There’s so many things that come off the back of it - so much config that isn’t reusable (e.g. docker compose files), so many things that can be automatically determined based on data (e.g. database optimisations), so many things that can be abstracted (e.g. deployment/scaling strategies).

So much busy work that needs to be eliminated, allowing us to give LLM’s a run for their money!

SebKra@feddit.de · 1 year ago

Building abstractions and tools to reduce busy-work has been the goal of computer science since the moment we created assembly.
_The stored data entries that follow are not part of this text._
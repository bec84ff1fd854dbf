//! Capped, insertion-ordered id sets.
//!
//! The read and dismissed id-sets are the only persisted state the feed
//! owns. Both are capped so storage cannot grow without bound; when the cap
//! is exceeded the oldest entry (by insertion order, not event recency) is
//! evicted. Eviction can resurface a long-dismissed notification, which is
//! an accepted trade-off of the cap.

use crate::store::{StateStore, StoreError};
use tracing::warn;

/// Maximum ids retained per set.
pub const RETAINED_IDS: usize = 200;

/// An insertion-ordered string set with oldest-first eviction at a cap.
#[derive(Debug, Clone, Default)]
pub struct CappedIdSet {
    ids: Vec<String>,
    cap: usize,
}

impl CappedIdSet {
    /// Empty set with the standard cap.
    pub fn new() -> Self {
        Self::with_cap(RETAINED_IDS)
    }

    /// Empty set with an explicit cap (tests exercise small caps).
    pub fn with_cap(cap: usize) -> Self {
        Self {
            ids: Vec::new(),
            cap,
        }
    }

    /// Load a set from a store key, defaulting to empty on any failure.
    pub fn load(store: &dyn StateStore, key: &str) -> Self {
        let mut set = Self::new();

        let raw = match store.get(key) {
            Ok(Some(raw)) => raw,
            Ok(None) => return set,
            Err(e) => {
                warn!("id set '{}' unreadable, starting empty: {}", key, e);
                return set;
            }
        };

        match serde_json::from_str::<Vec<String>>(&raw) {
            Ok(ids) => {
                for id in ids {
                    set.insert(id);
                }
            }
            Err(e) => warn!("id set '{}' is not a JSON array, starting empty: {}", key, e),
        }

        set
    }

    /// Persist the whole set to a store key (whole-document overwrite).
    pub fn save(&self, store: &mut dyn StateStore, key: &str) -> Result<(), StoreError> {
        let raw = serde_json::to_string(&self.ids).unwrap_or_else(|_| "[]".to_string());
        store.set(key, &raw)
    }

    /// Insert an id, evicting the oldest entry past the cap.
    ///
    /// Re-inserting an existing id is a no-op and does not refresh its
    /// position in the eviction order.
    pub fn insert(&mut self, id: impl Into<String>) -> bool {
        let id = id.into();
        if self.contains(&id) {
            return false;
        }
        self.ids.push(id);
        if self.ids.len() > self.cap {
            let excess = self.ids.len() - self.cap;
            self.ids.drain(..excess);
        }
        true
    }

    pub fn contains(&self, id: &str) -> bool {
        self.ids.iter().any(|i| i == id)
    }

    pub fn len(&self) -> usize {
        self.ids.len()
    }

    pub fn is_empty(&self) -> bool {
        self.ids.is_empty()
    }
}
The difficulty lies in finding methods that provide enough value for enough use-cases to outweigh the cost of learning, documenting, and maintaining them. Finding a solution that works for your narrow use-case is easy - every overly eager junior has done it. However, building solutions that truly advance CS takes time, effort, and many, many failures. I don’t mean to discourage you, but always be aware of the cost of your abstraction. Sometimes, the busy work is actually better.